OTP mail will provide maximum security
Labeling it as OTP mail, Microsoft says this Bring Your Own Identity (BYOI) solution is preferable. When end users cannot authenticate through other methods such as Azure AD, Microsoft account, or Google account federation. Access to resources can be shared simply as an email invitation or via a direct link.
The guest user then uses a one-time password (OTP) that is sent to their email account to access the particular resource. This OTP is valid for 24 hours. Receive a new code for the e-mail ID at each subsequent connection.
Azure AD processes end users who sign in via OTP via email. This assumes that they are subject to normal security policies configured by the company. Microsoft also said that:
At the time of the invitation, there is no indication that the user you are inviting will use one-time password authentication. But when the guest user logs in, password single sign-on will be the alternate method if no other authentication method can be used.

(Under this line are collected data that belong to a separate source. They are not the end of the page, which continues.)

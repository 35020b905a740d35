// SPDX-License-Identifier: AGPL-3.0-or-later
//
// Copyright (C) 2026 Relational Network

//! Error taxonomy shared by both wallet backends and the exchange assembler.
//!
//! Every fallible operation returns exactly one of these variants. Messages
//! never carry key material, seeds or passwords.

use alloy::primitives::Address;

/// Errors surfaced by wallet, hashing and exchange operations.
#[derive(Debug, thiserror::Error)]
pub enum WalletError {
    /// The operation needs an active account and none is loaded.
    #[error("No account loaded")]
    NoAccountLoaded,

    /// Unknown container tag or a version outside the accepted set.
    #[error("Unsupported wallet format: {0}")]
    Format(String),

    /// Corrupt or unparseable payload, wrong password, or address mismatch.
    #[error("Integrity check failed: {0}")]
    Integrity(String),

    /// Malformed digest, address, amount or other caller input.
    #[error("Invalid input: {0}")]
    InvalidInput(String),

    /// A required trustline path is missing for one leg of a fill.
    #[error("No route found for token {token} from {from} to {to}")]
    RouteNotFound {
        token: Address,
        from: Address,
        to: Address,
    },

    /// The active backend does not implement this capability.
    #[error("Not supported by this wallet backend: {0}")]
    NotSupported(&'static str),

    /// Failure reported by the relay transport. Never retried here.
    #[error("Transport error: {0}")]
    Transport(String),

    /// Entropy or key-derivation failure.
    #[error("Key generation failed: {0}")]
    Generation(String),
}

impl From<serde_json::Error> for WalletError {
    fn from(e: serde_json::Error) -> Self {
        WalletError::Integrity(format!("malformed JSON: {e}"))
    }
}

impl From<reqwest::Error> for WalletError {
    fn from(e: reqwest::Error) -> Self {
        WalletError::Transport(e.to_string())
    }
}

/// Result type for wallet operations.
pub type Result<T> = std::result::Result<T, WalletError>;

#[cfg(test)]
mod tests {
    use super::*;

    #[test]
    fn json_errors_map_to_integrity() {
        let err: WalletError = serde_json::from_str::<serde_json::Value>("{not json")
            .unwrap_err()
            .into();
        assert!(matches!(err, WalletError::Integrity(_)));
    }

    #[test]
    fn route_not_found_names_the_leg() {
        let err = WalletError::RouteNotFound {
            token: Address::repeat_byte(0x11),
            from: Address::repeat_byte(0x22),
            to: Address::repeat_byte(0x33),
        };
        let text = err.to_string();
        assert!(text.contains("0x1111111111111111111111111111111111111111"));
        assert!(text.contains("0x2222222222222222222222222222222222222222"));
    }
}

You can see if a guest user is authenticated using one-time passcodes by viewing the property in user details.
Microsoft has pointed out that from March 2021, OTP email will be enabled for all new and existing users, but businesses will have the option to disable it. However, organizations that have opted for the public preview of Email OTP will be given a switch to enable or disable the feature. Finally, OTP email is also available for Microsoft Teams preview mode.